The 112-year-old bark (three-masted ship), the Europa, was on its side when TimesLIVE visited the port. In a statement, the company that owns the vessel said the accident “occurred during the maintenance period”.
“We want to assure you that the safety and wellbeing of our crew and guests are our utmost priority. All crew members have safely left the ship, one sailor has been injured and is in stable condition and receiving appropriate medical care,” the statement reads.
“The extent of the damage to the ship is still being assessed and at this moment we cannot determine the exact timeline for resuming our sailing operations. We want to assure you that our crew is working diligently to address and resolve the situation, to determine the necessary steps to move forward. Please be assured that we are dedicated to getting our lady bark Europa back to full operational capacity as soon as possible.”
The company said it would provide updates via its social channels and is committed to maintaining transparency throughout the process.
Transnet National Ports Authority (TNPA) confirmed the accident at its ship repair facility, the Synchro-lift.
”At the time of the incident, the vessel had 26 crew members and two contractors on board. They have been safely evacuated, with one injury reported. TNPA fire, security and pollution services as well as the city’s emergency rescue services were contacted and arrived on site,” TNPA said.
“The cause of the incident is being investigated, access to the Synchro-lift and the vessel in question has been restricted while the investigation is still under way.”
The owners of the vessel told TimesLIVE it was built in 1911 on the “Stülcken wharf in Hamburg, Germany”. She was first named the Senator Brockes.
“The original client who ordered the ship was the State of Hamburg. The ship was built to serve as a light ship on the German river Elbe,” the company said. “In 1986 the ship was brought to the Netherlands. In eight years the ship was completely renovated and re-rigged. The conversion was both inside and out. Inside the ship, all cabins were remodelled and of course the galley and common areas were established.”
Its exterior changed as well and the ship was re-rigged into a three-masted bark.
“The ship can house 48 trainees and 16 crew. The Europa is an official sail training vessel.
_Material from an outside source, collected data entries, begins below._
//! Contact resolution.
//!
//! After integration, each living player asks the board for the entities
//! in its 3x3 cell neighborhood, collects the action tags their emitters
//! produce, and applies them in a fixed priority order. A restart
//! short-circuits everything else this tick; blockers patch the blocking
//! snapshot per axis so a diagonal push can still slide along a wall.

use bevy_ecs::prelude::*;
use glam::Vec2;
use log::{debug, info};
use rustc_hash::FxHashMap;
use smallvec::SmallVec;

use crate::components::animation::{AnimationCursor, ClipId};
use crate::components::contact::{BlockingPosition, Contact, PlayerAction};
use crate::components::gridposition::GridPosition;
use crate::components::inventory::ToyParts;
use crate::components::platform::PlatformRider;
use crate::components::player::Player;
use crate::components::rigidbody::RigidBody;
use crate::components::timer::RespawnTimer;
use crate::events::effect::{EffectCmd, SoundEffect};
use crate::events::toy::ToyCompleted;
use crate::resources::board::Board;
use crate::resources::clipstore::ClipStore;
use crate::resources::gameconfig::GameConfig;
use crate::systems::platform::attach_offset;

/// Priority order the resolver applies action tags in.
const ACTION_ORDER: [PlayerAction; 6] = [
    PlayerAction::Restart,
    PlayerAction::Block,
    PlayerAction::AddToyPart,
    PlayerAction::AcceptToy,
    PlayerAction::StickToPlatform,
    PlayerAction::Ice,
];

/// Resolve board contacts for every living player.
#[allow(clippy::type_complexity)]
pub fn resolve_contacts(
    mut players: Query<(
        Entity,
        &mut Player,
        &mut GridPosition,
        &mut RigidBody,
        &mut AnimationCursor,
        &mut ToyParts,
        Option<&PlatformRider>,
    )>,
    emitters: Query<(&GridPosition, &Contact, Option<&BlockingPosition>), Without<Player>>,
    board: Res<Board>,
    config: Res<GameConfig>,
    clips: Res<ClipStore>,
    mut effects: MessageWriter<EffectCmd>,
    mut commands: Commands,
) {
    for (entity, mut player, position, mut body, mut cursor, mut toy_parts, rider) in
        players.iter_mut()
    {
        if player.dead {
            continue;
        }

        player.blocking_position = position.pos;

        let mut pending: FxHashMap<PlayerAction, SmallVec<[Entity; 4]>> = FxHashMap::default();
        for other in board.surrounding_entities(entity, position.pos) {
            let Ok((other_pos, contact, _)) = emitters.get(other) else {
                continue;
            };
            for action in contact.actions_on_contact(other_pos.pos, position.pos) {
                pending.entry(action).or_default().push(other);
            }
        }
        if pending.is_empty() && !player.ice_effect_playing {
            continue;
        }

        let mut restarted = false;
        for action in ACTION_ORDER {
            if restarted {
                break;
            }
            let Some(sources) = pending.get(&action) else {
                continue;
            };
            match action {
                PlayerAction::Restart => {
                    begin_restart(
                        &mut player,
                        &mut body,
                        &mut cursor,
                        &clips,
                        config.respawn_delay,
                        entity,
                        &mut commands,
                    );
                    restarted = true;
                }
                PlayerAction::Block => {
                    player.blocked = true;
                    let x_probe = Vec2::new(position.pos.x, player.prev_position.y);
                    let mut blocked_x = false;
                    for &blocker in sources {
                        let Ok((other_pos, contact, snap)) = emitters.get(blocker) else {
                            continue;
                        };
                        if !contact.actions_on_contact(other_pos.pos, x_probe).is_empty() {
                            blocked_x = true;
                            player.blocking_position.x =
                                snap.map(|s| s.0.x).unwrap_or(player.prev_position.x);
                        }
                    }
                    // y resolves against the already-settled x, so a wall
                    // cell diagonal to the motion cannot freeze the free
                    // axis
                    let resolved_x = if blocked_x {
                        player.blocking_position.x
                    } else {
                        position.pos.x
                    };
                    let y_probe = Vec2::new(resolved_x, position.pos.y);
                    for &blocker in sources {
                        let Ok((other_pos, contact, snap)) = emitters.get(blocker) else {
                            continue;
                        };
                        if !contact.actions_on_contact(other_pos.pos, y_probe).is_empty() {
                            player.blocking_position.y =
                                snap.map(|s| s.0.y).unwrap_or(player.prev_position.y);
                        }
                    }
                }
                PlayerAction::AddToyPart => {
                    for &pickup in sources {
                        let Ok((_, contact, _)) = emitters.get(pickup) else {
                            continue;
                        };
                        if let Contact::PartPickup { part } = contact
                            && toy_parts.add(part)
                        {
                            debug!("player {} picked up part '{}'", player.id, part);
                            effects.write(EffectCmd::sound_for(SoundEffect::PickItem, player.id));
                        }
                    }
                }
                PlayerAction::AcceptToy => {
                    if !toy_parts.is_empty() {
                        let delivered = toy_parts.clear();
                        debug!(
                            "player {} delivered {} part(s) at the station",
                            player.id,
                            delivered.len()
                        );
                        commands.trigger(ToyCompleted { player: entity });
                    }
                }
                PlayerAction::StickToPlatform => {
                    if rider.is_none()
                        && let Some(&platform) = sources.first()
                        && let Ok((platform_pos, _, _)) = emitters.get(platform)
                    {
                        debug!("player {} stuck to a platform", player.id);
                        commands.entity(entity).insert(PlatformRider::new(
                            platform,
                            attach_offset(position.pos, platform_pos.pos),
                        ));
                    }
                }
                PlayerAction::Ice => {
                    player.on_ice = true;
                    if !player.ice_effect_playing {
                        player.ice_effect_playing = true;
                        effects.write(EffectCmd::sound_for(SoundEffect::IceStart, player.id));
                    }
                }
            }
        }

        // falling edge of the ice loop
        if !restarted && player.ice_effect_playing && !pending.contains_key(&PlayerAction::Ice) {
            player.ice_effect_playing = false;
            effects.write(EffectCmd::sound_for(SoundEffect::IceStop, player.id));
        }
    }
}

/// Kill the player and arm the respawn countdown. Idempotent while dead.
pub fn begin_restart(
    player: &mut Player,
    body: &mut RigidBody,
    cursor: &mut AnimationCursor,
    clips: &ClipStore,
    respawn_delay: f32,
    entity: Entity,
    commands: &mut Commands,
) {
    if player.dead {
        return;
    }
    info!("player {} down, respawning in {}s", player.id, respawn_delay);
    player.dead = true;
    player.on_ice = false;
    player.blocked = false;
    body.stop();
    cursor.force(ClipId::Death, clips.death.start);
    commands.entity(entity).insert(RespawnTimer::new(respawn_delay));
}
Being such a type of ship you will be mustered as a trainee and join in the activities on deck,” the company said.
“Getting instructions from the crew on how to sail Europa is a real part of the experience on board. This way, not only holiday-seekers populate the ship but also students of the maritime schools join the ship.”
The company said since 2000, the bark has been crossing oceans and seas regularly and has a reputation of being a “ship that really sails”.
“Our voyages bring us to remote islands and cities all over the world, giving you the possibility to step on board halfway through a long ocean crossing,” the company said.
“Bark Europa follows the favourable winds of traditional sailing routes. This has taken her to all continents, sailing the Atlantic, Pacific and Indian oceans, thus earning her the nickname Ocean Wanderer. From December to March in the southern hemisphere summer, Europa conducts expeditions to the Antarctic peninsula.
“Europs also participates in tall ships races, the largest international ocean races for sail-training ships in the world. Races occur annually in various parts of the world with thousands of spectators. Our crew and guests are international and of different ages, united in their search for adventure and new experiences.”